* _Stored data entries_

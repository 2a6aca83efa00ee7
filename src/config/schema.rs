//! Configuration schema definitions.
//!
//! This module defines the complete configuration structure for the relay.
//! All types derive Serde traits for deserialization from config files.

use serde::{Deserialize, Serialize};
use std::net::SocketAddr;

/// Upstream deployments tried when no config file overrides them.
pub const DEFAULT_BASE_URLS: &[&str] = &[
    "https://api.sleekflow.io",
    "https://sleekflow-core-app-eas-production.azurewebsites.net",
    "https://sleekflow-core-app-seas-production.azurewebsites.net",
];

/// Root configuration for the relay.
#[derive(Debug, Clone, Deserialize, Serialize, Default)]
#[serde(default)]
pub struct RelayConfig {
    /// Listener configuration (bind address).
    pub listener: ListenerConfig,

    /// Redundant upstream API deployments.
    pub upstream: UpstreamConfig,

    /// Per-attempt timeout configuration.
    pub timeouts: TimeoutConfig,

    /// Static file serving.
    pub static_files: StaticFilesConfig,

    /// Request size limits.
    pub security: SecurityConfig,

    /// Observability settings.
    pub observability: ObservabilityConfig,
}

/// Listener configuration.
#[derive(Debug, Clone, Deserialize, Serialize)]
#[serde(default)]
pub struct ListenerConfig {
    /// Bind address (e.g., "0.0.0.0:3000").
    pub bind_address: String,
}

impl ListenerConfig {
    /// Replace the port of the bind address, keeping its host part.
    pub fn set_port(&mut self, port: u16) {
        self.bind_address = match self.bind_address.parse::<SocketAddr>() {
            Ok(mut addr) => {
                addr.set_port(port);
                addr.to_string()
            }
            Err(_) => format!("0.0.0.0:{}", port),
        };
    }
}

impl Default for ListenerConfig {
    fn default() -> Self {
        Self {
            bind_address: "0.0.0.0:3000".to_string(),
        }
    }
}

/// Upstream host list.
#[derive(Debug, Clone, Deserialize, Serialize)]
#[serde(default)]
pub struct UpstreamConfig {
    /// Base URLs in preference order. Fixed for the lifetime of the process.
    pub base_urls: Vec<String>,

    /// Honor HTTP(S)_PROXY environment variables for outbound calls.
    pub use_system_proxy: bool,
}

impl Default for UpstreamConfig {
    fn default() -> Self {
        Self {
            base_urls: DEFAULT_BASE_URLS.iter().map(|u| u.to_string()).collect(),
            use_system_proxy: true,
        }
    }
}

/// Timeout configuration for upstream attempts.
#[derive(Debug, Clone, Deserialize, Serialize)]
#[serde(default)]
pub struct TimeoutConfig {
    /// Connection establishment timeout in seconds.
    pub connect_secs: u64,

    /// Total time allowed for a single host attempt in seconds.
    pub attempt_secs: u64,
}

impl Default for TimeoutConfig {
    fn default() -> Self {
        Self {
            connect_secs: 5,
            attempt_secs: 30,
        }
    }
}

/// Static file configuration.
#[derive(Debug, Clone, Deserialize, Serialize)]
#[serde(default)]
pub struct StaticFilesConfig {
    /// Directory served for `GET /*`. `/` resolves to `index.html` inside it.
    pub root: String,
}

impl Default for StaticFilesConfig {
    fn default() -> Self {
        Self {
            root: "public".to_string(),
        }
    }
}

/// Request hardening configuration.
#[derive(Debug, Clone, Deserialize, Serialize)]
#[serde(default)]
pub struct SecurityConfig {
    /// Maximum client request body size in bytes.
    pub max_body_size: usize,
}

impl Default for SecurityConfig {
    fn default() -> Self {
        Self {
            max_body_size: 1024 * 1024, // 1MB
        }
    }
}

/// Log output format.
#[derive(Debug, Clone, Copy, Deserialize, Serialize, PartialEq, Eq, Default)]
#[serde(rename_all = "lowercase")]
pub enum LogFormat {
    #[default]
    Pretty,
    Json,
}

/// Observability configuration.
#[derive(Debug, Clone, Deserialize, Serialize)]
#[serde(default)]
pub struct ObservabilityConfig {
    /// Log level (trace, debug, info, warn, error).
    pub log_level: String,

    /// Log line format.
    pub log_format: LogFormat,

    /// Enable metrics endpoint.
    pub metrics_enabled: bool,

    /// Metrics endpoint bind address.
    pub metrics_address: String,
}

impl Default for ObservabilityConfig {
    fn default() -> Self {
        Self {
            log_level: "info".to_string(),
            log_format: LogFormat::Pretty,
            metrics_enabled: false,
            metrics_address: "0.0.0.0:9090".to_string(),
        }
    }
}
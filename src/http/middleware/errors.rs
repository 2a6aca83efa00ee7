//! Error-shape middleware.
//!
//! Responses produced outside the handlers (body limit rejections, panics)
//! are rewritten into the same `{"error": ...}` JSON clients get elsewhere.

use std::any::Any;

use axum::{
    body::Body,
    http::{header, Request, StatusCode},
    middleware::Next,
    response::Response,
};

use crate::http::response::error_response;

fn is_json(response: &Response) -> bool {
    response
        .headers()
        .get(header::CONTENT_TYPE)
        .and_then(|value| value.to_str().ok())
        .is_some_and(|value| value.starts_with("application/json"))
}

/// Rewrite the plain-text 413 from the body limit into JSON.
pub async fn json_body_limit(request: Request<Body>, next: Next) -> Response {
    let response = next.run(request).await;
    if response.status() == StatusCode::PAYLOAD_TOO_LARGE && !is_json(&response) {
        return error_response(StatusCode::PAYLOAD_TOO_LARGE, "Payload too large");
    }
    response
}

/// Turn a handler panic into the generic 500.
pub fn panic_response(panic: Box<dyn Any + Send + 'static>) -> Response {
    let detail = if let Some(message) = panic.downcast_ref::<&str>() {
        message.to_string()
    } else if let Some(message) = panic.downcast_ref::<String>() {
        message.clone()
    } else {
        "unknown panic payload".to_string()
    };
    tracing::error!(panic = %detail, "Handler panicked");
    error_response(StatusCode::INTERNAL_SERVER_ERROR, "Internal server error")
}
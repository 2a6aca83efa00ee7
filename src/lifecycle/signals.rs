//! OS signal handling.
//!
//! SIGINT (Ctrl+C) and, on unix, SIGTERM both resolve `wait_for_signal`.

/// Wait until the process is asked to stop.
pub async fn wait_for_signal() {
    let ctrl_c = async {
        if let Err(e) = tokio::signal::ctrl_c().await {
            tracing::error!(error = %e, "Failed to listen for Ctrl+C");
            std::future::pending::<()>().await;
        }
    };

    #[cfg(unix)]
    let terminate = async {
        match tokio::signal::unix::signal(tokio::signal::unix::SignalKind::terminate()) {
            Ok(mut signal) => {
                signal.recv().await;
            }
            Err(e) => {
                tracing::error!(error = %e, "Failed to install SIGTERM handler");
                std::future::pending::<()>().await;
            }
        }
    };

    #[cfg(not(unix))]
    let terminate = std::future::pending::<()>();

    tokio::select! {
        _ = ctrl_c => tracing::info!("Received SIGINT"),
        _ = terminate => tracing::info!("Received SIGTERM"),
    }
}
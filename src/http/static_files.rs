//! Static file serving.
//!
//! `GET /*` resolves against the configured root; `/` serves `index.html`.
//! Content types come from the file extension. Anything missing, and any
//! non-GET request no route claimed, gets the JSON 404.

use axum::{handler::HandlerWithoutStateExt, Router};
use tower_http::services::ServeDir;

use crate::config::schema::StaticFilesConfig;
use crate::http::handlers::not_found;

/// Router whose fallback serves files from `config.root`.
pub fn router<S>(config: &StaticFilesConfig) -> Router<S>
where
    S: Clone + Send + Sync + 'static,
{
    let serve_dir = ServeDir::new(&config.root)
        .append_index_html_on_directories(true)
        .call_fallback_on_method_not_allowed(true)
        .not_found_service(not_found.into_service());

    Router::new().fallback_service(serve_dir)
}
//! CORS middleware.
//!
//! Answers every `OPTIONS` request with 204 and stamps permissive CORS
//! headers on every response, errors included.

use axum::{
    body::Body,
    http::{header, HeaderMap, HeaderValue, Method, Request, StatusCode},
    middleware::Next,
    response::{IntoResponse, Response},
};

fn apply_cors_headers(headers: &mut HeaderMap) {
    headers.insert(header::ACCESS_CONTROL_ALLOW_ORIGIN, HeaderValue::from_static("*"));
    headers.insert(
        header::ACCESS_CONTROL_ALLOW_METHODS,
        HeaderValue::from_static("GET, POST, OPTIONS"),
    );
    headers.insert(header::ACCESS_CONTROL_ALLOW_HEADERS, HeaderValue::from_static("Content-Type"));
}

pub async fn cors_middleware(request: Request<Body>, next: Next) -> Response {
    let mut response = if request.method() == Method::OPTIONS {
        StatusCode::NO_CONTENT.into_response()
    } else {
        next.run(request).await
    };
    apply_cors_headers(response.headers_mut());
    response
}

#[cfg(test)]
mod tests {
    use super::*;
    use axum::{middleware, routing::post, Router};
    use tower::ServiceExt;

    fn app() -> Router {
        Router::new()
            .route("/echo", post(|| async { "posted" }))
            .layer(middleware::from_fn(cors_middleware))
    }

    fn assert_cors(headers: &HeaderMap) {
        assert_eq!(headers[header::ACCESS_CONTROL_ALLOW_ORIGIN], "*");
        assert_eq!(headers[header::ACCESS_CONTROL_ALLOW_METHODS], "GET, POST, OPTIONS");
        assert_eq!(headers[header::ACCESS_CONTROL_ALLOW_HEADERS], "Content-Type");
    }

    #[tokio::test]
    async fn test_preflight_short_circuits() {
        let response = app()
            .oneshot(
                Request::builder()
                    .method(Method::OPTIONS)
                    .uri("/anything/at/all")
                    .body(Body::empty())
                    .unwrap(),
            )
            .await
            .unwrap();

        assert_eq!(response.status(), StatusCode::NO_CONTENT);
        assert_cors(response.headers());
    }

    #[tokio::test]
    async fn test_headers_on_normal_and_error_responses() {
        let ok = app()
            .oneshot(Request::builder().method(Method::POST).uri("/echo").body(Body::empty()).unwrap())
            .await
            .unwrap();
        assert_eq!(ok.status(), StatusCode::OK);
        assert_cors(ok.headers());

        let missing = app()
            .oneshot(Request::builder().uri("/missing").body(Body::empty()).unwrap())
            .await
            .unwrap();
        assert_eq!(missing.status(), StatusCode::NOT_FOUND);
        assert_cors(missing.headers());
    }
}
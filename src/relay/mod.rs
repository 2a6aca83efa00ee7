//! Relay subsystem.
//!
//! # Data Flow
//! ```text
//! client JSON body
//!     → payload.rs (parse, presence/type checks)
//!     → records.rs / contacts.rs (validated operation)
//!     → failover.rs Relay::execute
//!         → HostPool::ordering()
//!         → per host: operation builds request → send → success predicate
//!         → success: pin host, return status/body verbatim
//!         → exhausted: RelayError::Exhausted with attempt records
//! ```
//!
//! # Design Decisions
//! - One executor for both operations; each supplies its own request
//!   builder and success predicate (exactly 200 vs any 2xx)
//! - Per-host failures are data (attempt records), not errors

pub mod attempt;
pub mod contacts;
pub mod error;
pub mod failover;
pub mod payload;
pub mod records;

use reqwest::{RequestBuilder, StatusCode};

pub use attempt::{AttemptOutcome, AttemptRecord};
pub use contacts::ContactListSubmit;
pub use error::{RelayError, RelayResult};
pub use failover::{Relay, UpstreamResponse};
pub use records::RecordFetch;

/// Header carrying the caller's upstream API key.
pub const API_KEY_HEADER: &str = "X-Sleekflow-Api-Key";

/// A proxied operation the failover executor can run.
pub trait RelayOperation: Send + Sync {
    /// Label for logs and metrics.
    fn name(&self) -> &'static str;

    /// Build the upstream request for one host.
    fn request(&self, client: &reqwest::Client, base_url: &str) -> Result<RequestBuilder, url::ParseError>;

    /// Whether an upstream status ends the failover loop.
    fn is_success(&self, status: StatusCode) -> bool;
}
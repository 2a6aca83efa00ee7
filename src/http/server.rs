//! HTTP server setup and configuration.
//!
//! # Responsibilities
//! - Create the Axum Router with the relay endpoints and static files
//! - Wire up middleware (CORS, panic recovery, tracing, request ID, body limit)
//! - Bind server to listener and shut down gracefully

use axum::{
    http::HeaderName,
    middleware,
    routing::post,
    Router,
};
use std::sync::Arc;
use tokio::net::TcpListener;
use tokio::sync::broadcast;
use tower_http::{
    catch_panic::CatchPanicLayer,
    limit::RequestBodyLimitLayer,
    request_id::{MakeRequestUuid, PropagateRequestIdLayer, SetRequestIdLayer},
    trace::TraceLayer,
};

use crate::config::RelayConfig;
use crate::http::handlers::{fetch_records, not_found, submit_contact_list};
use crate::http::middleware::cors::cors_middleware;
use crate::http::middleware::errors::{json_body_limit, panic_response};
use crate::http::static_files;
use crate::relay::{Relay, RelayResult};

/// Header carrying the per-request correlation ID.
pub const X_REQUEST_ID: &str = "x-request-id";

/// Application state injected into handlers.
#[derive(Clone)]
pub struct AppState {
    pub relay: Arc<Relay>,
}

/// HTTP server for the relay.
pub struct HttpServer {
    router: Router,
    config: RelayConfig,
    relay: Arc<Relay>,
}

impl HttpServer {
    /// Create a new HTTP server with the given configuration.
    pub fn new(config: RelayConfig) -> RelayResult<Self> {
        let relay = Arc::new(Relay::from_config(&config)?);
        Ok(Self::with_relay(config, relay))
    }

    /// Create a server around an already built relay.
    pub fn with_relay(config: RelayConfig, relay: Arc<Relay>) -> Self {
        let state = AppState { relay: relay.clone() };
        let router = Self::build_router(&config, state);
        Self { router, config, relay }
    }

    /// Build the Axum router with all middleware layers.
    fn build_router(config: &RelayConfig, state: AppState) -> Router {
        // Other verbs on the relay paths get the same JSON 404 as unknown paths.
        let routes = Router::new()
            .route("/api/records", post(fetch_records).fallback(not_found))
            .route("/api/contact/list", post(submit_contact_list).fallback(not_found))
            .merge(static_files::router(&config.static_files))
            .with_state(state);

        Self::with_layers(routes, config)
    }

    /// Wrap `routes` in the middleware stack, innermost first.
    fn with_layers(routes: Router, config: &RelayConfig) -> Router {
        let request_id = HeaderName::from_static(X_REQUEST_ID);

        routes
            .layer(RequestBodyLimitLayer::new(config.security.max_body_size))
            .layer(middleware::from_fn(json_body_limit))
            .layer(PropagateRequestIdLayer::new(request_id.clone()))
            .layer(TraceLayer::new_for_http())
            .layer(SetRequestIdLayer::new(request_id, MakeRequestUuid))
            .layer(CatchPanicLayer::custom(panic_response))
            .layer(middleware::from_fn(cors_middleware))
    }

    /// The fully layered router, for serving or driving in-process.
    pub fn router(&self) -> Router {
        self.router.clone()
    }

    /// The relay shared by every handler.
    pub fn relay(&self) -> &Arc<Relay> {
        &self.relay
    }

    /// Get a reference to the config.
    pub fn config(&self) -> &RelayConfig {
        &self.config
    }

    /// Run the server until `shutdown` fires.
    pub async fn run(self, listener: TcpListener, mut shutdown: broadcast::Receiver<()>) -> Result<(), std::io::Error> {
        let addr = listener.local_addr()?;
        tracing::info!(
            address = %addr,
            upstream_hosts = self.relay.hosts().hosts().len(),
            static_root = %self.config.static_files.root,
            "HTTP server starting"
        );

        axum::serve(listener, self.router)
            .with_graceful_shutdown(async move {
                let _ = shutdown.recv().await;
                tracing::info!("Shutdown signal received");
            })
            .await?;

        tracing::info!("HTTP server stopped");
        Ok(())
    }
}
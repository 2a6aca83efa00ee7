//! Structured logging.
//!
//! # Responsibilities
//! - Initialize the tracing subscriber
//! - Pick pretty or JSON output from config
//! - Let `RUST_LOG` override the configured level

use tracing_subscriber::{layer::SubscriberExt, util::SubscriberInitExt, EnvFilter};

use crate::config::schema::{LogFormat, ObservabilityConfig};

/// Default filter directives for a configured level.
pub fn default_filter(level: &str) -> String {
    format!("failover_relay={level},tower_http={level}")
}

/// Install the global tracing subscriber.
pub fn init_logging(config: &ObservabilityConfig) {
    let filter = EnvFilter::try_from_default_env()
        .unwrap_or_else(|_| default_filter(&config.log_level).into());

    let registry = tracing_subscriber::registry().with(filter);
    match config.log_format {
        LogFormat::Pretty => registry.with(tracing_subscriber::fmt::layer()).init(),
        LogFormat::Json => registry.with(tracing_subscriber::fmt::layer().json()).init(),
    }
}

* _EXERCISE AIM_
In the data above, find the line with "missing, and any" and the line with "use crate::http::handlers::not_found;". Retype both, plus every line between them, exactly.

* _RESULT BELOW_
//! Content types come from the file extension. Anything missing, and any
//! non-GET request no route claimed, gets the JSON 404.

use axum::{handler::HandlerWithoutStateExt, Router};
use tower_http::services::ServeDir;

use crate::config::schema::StaticFilesConfig;
use crate::http::handlers::not_found;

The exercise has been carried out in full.